We continue to deploy various asset liability management strategies to manage our interest rate risk. Our net interest margin could continue to experience pressure due to reduced earning asset yields and increased competition for quality loan opportunities.

Provision for Loan Losses

The allowance for loan losses is established through a provision for loan losses charged to earnings as losses are estimated to have occurred in our loan portfolio. Loan losses are charged against the allowance when management believes the collectability of a loan balance is confirmed. Subsequent recoveries, if any, are credited to the allowance.

The allowance for loan losses is evaluated on a regular basis by management and is based upon management’s periodic review of the collectability of the loans in light of historical experience, the nature and volume of the loan portfolio, adverse situations that may affect the borrower’s ability to repay, estimated value of the underlying collateral, and prevailing economic conditions. The evaluation is inherently subjective as it requires estimates that are susceptible to significant revision as more information becomes available.

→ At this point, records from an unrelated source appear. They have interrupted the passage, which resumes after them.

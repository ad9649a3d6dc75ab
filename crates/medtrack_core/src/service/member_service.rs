//! Household member use-cases.
//!
//! # Responsibility
//! - Add, edit, list and delete members.
//! - Seed the default `Me`/`Self` member when the household is empty.
//!
//! # Invariants
//! - Deleting a member deletes every medicine it owns in the same commit.
//! - Adherence history of deleted medicines is left in place.

use crate::model::member::Member;
use crate::repo::collections::{Collection, CollectionStore};
use crate::repo::kv_repo::KeyValueRepository;
use crate::service::error::{ServiceError, ServiceResult};
use log::info;

/// Result of a cascading member delete.
#[derive(Debug, Clone, PartialEq, Eq)]
pub struct MemberDeletion {
    pub member: Member,
    pub removed_medicine_ids: Vec<String>,
}

pub struct MemberService<R: KeyValueRepository> {
    store: CollectionStore<R>,
}

impl<R: KeyValueRepository> MemberService<R> {
    pub fn new(repo: R) -> Self {
        Self {
            store: CollectionStore::new(repo),
        }
    }

    pub fn list_members(&self) -> ServiceResult<Vec<Member>> {
        Ok(self.store.load_members()?)
    }

    pub fn get_member(&self, id: &str) -> ServiceResult<Option<Member>> {
        Ok(self
            .store
            .load_members()?
            .into_iter()
            .find(|member| member.id == id))
    }

    /// Creates the default member when none exist.
    ///
    /// Returns the created member, or `None` when the household already has members.
    pub fn ensure_default_member(&self) -> ServiceResult<Option<Member>> {
        let mut members = self.store.load_members()?;
        if !members.is_empty() {
            return Ok(None);
        }
        let member = Member::default_self();
        members.push(member.clone());
        self.store.save_members(&members)?;
        info!(
            "event=member_seed module=service status=ok member_id={}",
            member.id
        );
        Ok(Some(member))
    }

    pub fn add_member(
        &self,
        name: &str,
        relationship: &str,
        age: Option<String>,
    ) -> ServiceResult<Member> {
        let member = Member::new(name, relationship, age)?;
        let mut members = self.store.load_members()?;
        members.push(member.clone());
        self.store.save_members(&members)?;
        info!(
            "event=member_add module=service status=ok member_id={}",
            member.id
        );
        Ok(member)
    }

    /// Replaces name and relationship of an existing member.
    pub fn update_member(&self, id: &str, name: &str, relationship: &str) -> ServiceResult<Member> {
        let mut members = self.store.load_members()?;
        let member = members
            .iter_mut()
            .find(|member| member.id == id)
            .ok_or_else(|| ServiceError::MemberNotFound(id.to_string()))?;

        let mut updated = member.clone();
        updated.name = name.trim().to_string();
        updated.relationship = relationship.trim().to_string();
        updated.validate()?;
        *member = updated.clone();

        self.store.save_members(&members)?;
        info!(
            "event=member_update module=service status=ok member_id={}",
            updated.id
        );
        Ok(updated)
    }

    /// Deletes a member and every medicine it owns.
    pub fn delete_member(&self, id: &str) -> ServiceResult<MemberDeletion> {
        let mut snapshot = self.store.load_snapshot()?;
        let index = snapshot
            .members
            .iter()
            .position(|member| member.id == id)
            .ok_or_else(|| ServiceError::MemberNotFound(id.to_string()))?;
        let member = snapshot.members.remove(index);

        let mut removed_medicine_ids = Vec::new();
        snapshot.medicines.retain(|medicine| {
            if medicine.family_member_id == member.id {
                removed_medicine_ids.push(medicine.id.clone());
                false
            } else {
                true
            }
        });

        self.store
            .commit(&snapshot, &[Collection::Members, Collection::Medicines])?;
        info!(
            "event=member_delete module=service status=ok member_id={} medicines_removed={}",
            member.id,
            removed_medicine_ids.len()
        );
        Ok(MemberDeletion {
            member,
            removed_medicine_ids,
        })
    }
}

#[cfg(test)]
mod tests {
    use super::MemberService;
    use crate::model::member::{DEFAULT_MEMBER_NAME, DEFAULT_MEMBER_RELATIONSHIP};
    use crate::repo::kv_repo::MemoryKeyValueRepository;
    use crate::service::error::ServiceError;

    #[test]
    fn default_member_is_seeded_once() {
        let repo = MemoryKeyValueRepository::new();
        let service = MemberService::new(&repo);

        let seeded = service.ensure_default_member().unwrap().unwrap();
        assert_eq!(seeded.name, DEFAULT_MEMBER_NAME);
        assert_eq!(seeded.relationship, DEFAULT_MEMBER_RELATIONSHIP);
        assert!(service.ensure_default_member().unwrap().is_none());
        assert_eq!(service.list_members().unwrap().len(), 1);
    }

    #[test]
    fn update_rejects_blank_name_without_writing() {
        let repo = MemoryKeyValueRepository::new();
        let service = MemberService::new(&repo);
        let member = service.add_member("Asha", "Mother", None).unwrap();

        let err = service.update_member(&member.id, " ", "Mother").unwrap_err();
        assert!(matches!(err, ServiceError::Validation(_)));
        assert_eq!(service.get_member(&member.id).unwrap().unwrap().name, "Asha");
    }

    #[test]
    fn unknown_member_is_a_lookup_failure() {
        let repo = MemoryKeyValueRepository::new();
        let service = MemberService::new(&repo);
        assert!(matches!(
            service.delete_member("u_missing").unwrap_err(),
            ServiceError::MemberNotFound(_)
        ));
    }
}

A loan is considered impaired when, based on current information or events, it is probable that we will be unable to collect the scheduled payments of principal and interest when due according to the contractual terms of the loan agreement. When a loan is impaired, the measurement of such impairment is based upon the fair value of the collateral of the loan. If the fair value of the collateral is less than the recorded investment in the loan, we will recognize the impairment by creating a valuation allowance with a corresponding charge against earnings.

An allowance is also established for uncollectible interest on loans classified as substandard. The allowance is established by a charge to interest income equal to all interest previously accrued, and income is subsequently recognized only to the extent that cash payments are received. When, in management’s judgment, the borrower’s ability to make interest and principal payments is back to normal, the loan is returned to accrual status.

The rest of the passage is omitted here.